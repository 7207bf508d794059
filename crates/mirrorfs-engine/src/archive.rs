//! ArchiveExporter — subtree exports into ZIP or tar.gz containers.
//!
//! Exports degrade per file instead of failing: a file that was never
//! collected, or whose content the store cannot serve, becomes a skip
//! entry in the manifest and the export carries on. The manifest ships
//! inside the archive as `MANIFEST.json`, so a partial archive explains
//! itself.

use std::io::{Cursor, Write};

use flate2::write::GzEncoder;
use flate2::Compression;
use zip::write::FileOptions;
use zip::{CompressionMethod, ZipWriter};

use mirrorfs_types::{
    ArchiveFormat, EndpointId, ExportManifest, NodeKind, Timestamp, VfsError, VfsPath,
};

use crate::content::ContentFetcher;
use crate::store::ContentKey;
use crate::tree::PathTree;
use crate::version::VersionStore;

/// Name of the manifest entry inside every archive.
pub const MANIFEST_NAME: &str = "MANIFEST.json";

/// A finished export: the container bytes plus the manifest that is
/// also embedded in them.
pub struct ArchiveBundle {
    pub format: ArchiveFormat,
    pub bytes: Vec<u8>,
    pub manifest: ExportManifest,
}

impl std::fmt::Debug for ArchiveBundle {
    fn fmt(&self, f: &mut std::fmt::Formatter<'_>) -> std::fmt::Result {
        f.debug_struct("ArchiveBundle")
            .field("format", &self.format)
            .field("bytes", &self.bytes.len())
            .field("archived", &self.manifest.archived.len())
            .field("skipped", &self.manifest.skipped.len())
            .finish()
    }
}

/// Streams a subtree's collected contents into one archive.
pub struct ArchiveExporter<'a> {
    tree: &'a PathTree,
    versions: &'a VersionStore,
    fetcher: &'a ContentFetcher,
    endpoint: &'a EndpointId,
}

impl<'a> ArchiveExporter<'a> {
    pub fn new(
        tree: &'a PathTree,
        versions: &'a VersionStore,
        fetcher: &'a ContentFetcher,
        endpoint: &'a EndpointId,
    ) -> Self {
        Self {
            tree,
            versions,
            fetcher,
            endpoint,
        }
    }

    /// Export every file under `root`, resolving snapshots at or before
    /// `cutoff` (latest when `None`), preserving relative paths.
    pub async fn export(
        &self,
        root: &VfsPath,
        cutoff: Option<Timestamp>,
        format: ArchiveFormat,
    ) -> Result<ArchiveBundle, VfsError> {
        let nodes = self.tree.walk(root).await?;
        let mut manifest = ExportManifest::new(root.clone(), cutoff);
        let mut files: Vec<(String, Vec<u8>)> = Vec::new();

        for node in nodes.iter().filter(|n| n.kind == NodeKind::File) {
            let snapshot = match cutoff {
                Some(at) => self.versions.latest_at_or_before(&node.path, at).await,
                None => self.versions.latest(&node.path).await,
            };
            let Some(snapshot) = snapshot else {
                tracing::warn!(path = %node.path, "skipping file with no collected version");
                manifest.record_skipped(node.path.clone(), "no collected version");
                continue;
            };

            let key = ContentKey::new(
                self.endpoint.clone(),
                node.path.clone(),
                snapshot.collected_at,
            );
            match self.fetcher.read_blob(&key, 0, None).await {
                Ok(blob) => {
                    let name = archive_name(root, &node.path);
                    manifest.record_archived(name.clone());
                    files.push((name, blob.data));
                }
                Err(err) => {
                    tracing::warn!(path = %node.path, error = %err, "skipping unreadable file");
                    manifest.record_skipped(node.path.clone(), err.to_string());
                }
            }
        }

        let bytes = match format {
            ArchiveFormat::Zip => write_zip(&files, &manifest)?,
            ArchiveFormat::TarGz => write_tar_gz(&files, &manifest)?,
        };

        Ok(ArchiveBundle {
            format,
            bytes,
            manifest,
        })
    }
}

/// Archive-relative name for a path under the export root.
fn archive_name(root: &VfsPath, path: &VfsPath) -> String {
    match path.relative_to(root) {
        Some(rel) if !rel.is_empty() => rel,
        // Exporting a single file: use its bare name.
        _ => path.name().unwrap_or("root").to_string(),
    }
}

fn write_zip(files: &[(String, Vec<u8>)], manifest: &ExportManifest) -> Result<Vec<u8>, VfsError> {
    let mut writer = ZipWriter::new(Cursor::new(Vec::new()));
    let options = FileOptions::default().compression_method(CompressionMethod::Deflated);

    for (name, data) in files {
        writer
            .start_file(name.as_str(), options)
            .map_err(storage_err)?;
        writer.write_all(data).map_err(storage_err)?;
    }

    writer
        .start_file(MANIFEST_NAME, options)
        .map_err(storage_err)?;
    writer
        .write_all(&manifest_json(manifest)?)
        .map_err(storage_err)?;

    let cursor = writer.finish().map_err(storage_err)?;
    Ok(cursor.into_inner())
}

fn write_tar_gz(
    files: &[(String, Vec<u8>)],
    manifest: &ExportManifest,
) -> Result<Vec<u8>, VfsError> {
    let encoder = GzEncoder::new(Vec::new(), Compression::default());
    let mut builder = tar::Builder::new(encoder);

    for (name, data) in files {
        append_tar_entry(&mut builder, name, data)?;
    }
    append_tar_entry(&mut builder, MANIFEST_NAME, &manifest_json(manifest)?)?;

    let encoder = builder.into_inner().map_err(storage_err)?;
    encoder.finish().map_err(storage_err)
}

fn append_tar_entry(
    builder: &mut tar::Builder<GzEncoder<Vec<u8>>>,
    name: &str,
    data: &[u8],
) -> Result<(), VfsError> {
    let mut header = tar::Header::new_gnu();
    header.set_size(data.len() as u64);
    header.set_mode(0o644);
    header.set_cksum();
    builder
        .append_data(&mut header, name, data)
        .map_err(storage_err)
}

fn manifest_json(manifest: &ExportManifest) -> Result<Vec<u8>, VfsError> {
    serde_json::to_vec_pretty(manifest).map_err(storage_err)
}

fn storage_err(err: impl std::fmt::Display) -> VfsError {
    VfsError::Storage(err.to_string())
}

====

> _Exercise goal_:
Within the entries, find all lines holding "tracing" and copy each one.

> _Exercise answer_:
                tracing::warn!(path = %node.path, "skipping file with no collected version");
                    tracing::warn!(path = %node.path, error = %err, "skipping unreadable file");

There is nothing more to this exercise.